Scott Voss (Kevin James) was teacher of the year. Ten years ago. Now he can’t make it to school on time and what he does can’t really be called teaching. Principal Becher (Greg Germann) is less than pleased with Scott’s current performance. Due to budget issues, one of the first programs to be cut is music. The kids in the music program will be left with little enrichment in their lives. When Scott finds out Marty (Henry Winkler), the music teacher, may lose his job if the music program is cut, and Marty’s wife is pregnant, he decides he can’t let that happen.
When the rest of the teachers don’t jump in to help, Scott has to come up with a plan on his own. After brainstorming with his unhappily married brother Eric (Gary Valentine), he finds his calling. He finds out that the guys who lose UFC matches get $10,000 per match. To lose! Scott decides he can do this. Scott trains with one of his citizenship students, Niko (Bas Rutten). With Niko and Marty in his corner, he can’t win…er, lose.
Scott comes to find out that the entry-level fights are a lot less glamorous, and lucrative, than the UFC fights he watched. Nonetheless, he proceeds. And he exceeds at losing. He is slowly building up the $48,000 he needs to save the music program and Marty’s job. But can he raise enough money to save the program?
I know what you’re thinking. “Another movie about an arts program getting cut? Another movie about a formerly great teacher trying to redeem himself?” And the next thought is, “Another Kevin James movie? Really? And he wrote it, too?” I know because those are the same thoughts that went through my head.
I was pleasantly surprised. I might even go so far as to say I was shocked. The story was remarkably well done. Not what I expected from a Kevin James vehicle. This is no Paul Blart: Mall Cop. This movie actually has heart. (Yes, I realize that is said about most movies where some arts program is going to be axed, leaving the kids involved in a lurch.)
It is a bit unbelievable that someone like Kevin James would ever have a shot with a Salma Hayek. But it works. And Henry Winkler, well, he’s Henry Winkler. I don’t think there’s much this guy can do wrong. The chemistry of the cast works. Quite well, I might add.

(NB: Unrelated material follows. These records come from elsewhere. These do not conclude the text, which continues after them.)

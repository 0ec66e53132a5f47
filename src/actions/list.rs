//! Listing habits
//!
//! All listings are newest first by `createdAt` and carry streaks recomputed
//! for the caller's "today".

use chrono::NaiveDate;

use crate::actions::{load_habit, ActionError};
use crate::domain::Habit;
use crate::storage::{DocumentStore, Filter, FindOptions};

/// How many habits the home page shows
pub const LATEST_HABITS_LIMIT: u32 = 6;

/// The most recently created habits
pub fn list_latest_habits<S: DocumentStore + ?Sized>(
    store: &S,
    limit: u32,
    today: NaiveDate,
) -> Result<Vec<Habit>, ActionError> {
    find_habits(store, &Filter::all(), &FindOptions::newest_first().limit(limit), today)
}

/// Every habit
pub fn list_public_habits<S: DocumentStore + ?Sized>(
    store: &S,
    today: NaiveDate,
) -> Result<Vec<Habit>, ActionError> {
    find_habits(store, &Filter::all(), &FindOptions::newest_first(), today)
}

/// Habits owned by the creator with this email
pub fn list_habits_by_creator<S: DocumentStore + ?Sized>(
    store: &S,
    email: &str,
    today: NaiveDate,
) -> Result<Vec<Habit>, ActionError> {
    let filter = Filter::all().eq("creator.email", email);
    find_habits(store, &filter, &FindOptions::newest_first(), today)
}

fn find_habits<S: DocumentStore + ?Sized>(
    store: &S,
    filter: &Filter,
    options: &FindOptions,
    today: NaiveDate,
) -> Result<Vec<Habit>, ActionError> {
    let documents = store.find(filter, options)?;
    tracing::debug!("Found {} habits", documents.len());

    documents
        .into_iter()
        .map(|document| load_habit(document, today))
        .collect()
}
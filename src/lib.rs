/// Public library interface for the habit tracker server
///
/// This module exports the server, its configuration and the layers it is
/// built from so that the binary and the integration tests can use them.

use std::sync::Arc;

use axum::Router;
use thiserror::Error;
use tokio::net::TcpListener;
use tracing::info;

pub mod actions;
pub mod config;
pub mod domain;
pub mod http;
pub mod storage;

// Re-export public modules and types
pub use actions::ActionError;
pub use config::{ServerConfig, StoreLocation};
pub use domain::*;
pub use http::{AppState, Clock, ImageStore};
pub use storage::{DocumentStore, MemoryStore, SqliteStore, StorageError, StoreHandle};

/// Errors that can occur during server startup or operation
#[derive(Error, Debug)]
pub enum ServerError {
    #[error("Database error: {0}")]
    Database(#[from] StorageError),

    #[error("IO error: {0}")]
    Io(#[from] std::io::Error),
}

/// Habit tracker HTTP server
///
/// Owns the store handle and image store, and serves the REST API until
/// shutdown is requested.
pub struct HabitTrackerServer {
    config: ServerConfig,
    store: StoreHandle,
    images: ImageStore,
    clock: Clock,
}

impl HabitTrackerServer {
    /// Create a server from its configuration
    ///
    /// Opens (and migrates) the database and creates the upload directory
    /// if they don't already exist.
    pub async fn new(config: ServerConfig) -> Result<Self, ServerError> {
        let store = match &config.store {
            StoreLocation::Sqlite(path) => {
                info!("Initializing habit store with database: {}", path.display());
                StoreHandle::new(SqliteStore::new(path.clone())?)
            }
            StoreLocation::Memory => {
                info!("Initializing in-memory habit store");
                StoreHandle::new(MemoryStore::new())
            }
        };

        Self::with_store(config, store).await
    }

    /// Create a server around an existing store
    pub async fn with_store(config: ServerConfig, store: StoreHandle) -> Result<Self, ServerError> {
        let images = ImageStore::new(config.uploads_dir.clone(), &config.public_url);
        images.prepare().await?;
        info!("Serving uploads from {}", images.dir().display());

        Ok(Self {
            config,
            store,
            images,
            clock: chrono::Utc::now,
        })
    }

    /// Use a different source of the current time for dates and timestamps
    pub fn with_clock(mut self, clock: Clock) -> Self {
        self.clock = clock;
        self
    }

    /// The application router, with state attached
    pub fn router(&self) -> Router {
        let state = AppState::new(self.store.clone(), self.images.clone()).with_clock(self.clock);
        http::router(Arc::new(state))
    }

    /// Bind the configured address and serve until Ctrl+C or SIGTERM
    pub async fn run(self) -> Result<(), ServerError> {
        let addr = self.config.socket_addr();
        let listener = TcpListener::bind(addr).await?;
        info!("Server listening on {}", listener.local_addr()?);

        axum::serve(listener, self.router())
            .with_graceful_shutdown(shutdown_signal())
            .await?;

        info!("Server stopped");
        Ok(())
    }
}

async fn shutdown_signal() {
    let ctrl_c = async {
        match tokio::signal::ctrl_c().await {
            Ok(()) => info!("Received Ctrl+C, shutting down"),
            Err(e) => {
                tracing::error!("Failed to listen for Ctrl+C: {}", e);
                std::future::pending::<()>().await;
            }
        }
    };

    #[cfg(unix)]
    let terminate = async {
        use tokio::signal::unix::{signal, SignalKind};

        match signal(SignalKind::terminate()) {
            Ok(mut stream) => {
                stream.recv().await;
                info!("Received SIGTERM, shutting down");
            }
            Err(e) => {
                tracing::error!("Failed to listen for SIGTERM: {}", e);
                std::future::pending::<()>().await;
            }
        }
    };

    #[cfg(not(unix))]
    let terminate = std::future::pending::<()>();

    tokio::select! {
        _ = ctrl_c => {},
        _ = terminate => {},
    }
}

Sure, it has its cheesy moments. Sure, it is a little predictable. But all of that can easily be overlooked. Scott’s determination, and his drive to not disappoint the children depending on him keep the movie moving forward. And I laughed. And laughed. I think I laughed for the majority of the film. The jokes all clicked. They didn’t feel forced. Honestly, I have more respect for Mr. James after this one.
The kids will love Here Comes the Boom. Not knowing much about the movie going in to it, I wasn’t sure if it was kid-appropriate. I would venture to say they are the target audience. At one point, my 12-year-old was actually cheering. Out loud. Something I don’t know that I’ve seen her do at a movie.
If you’ve got a free night, check this one out. And take your kids. None of you will be disappointed.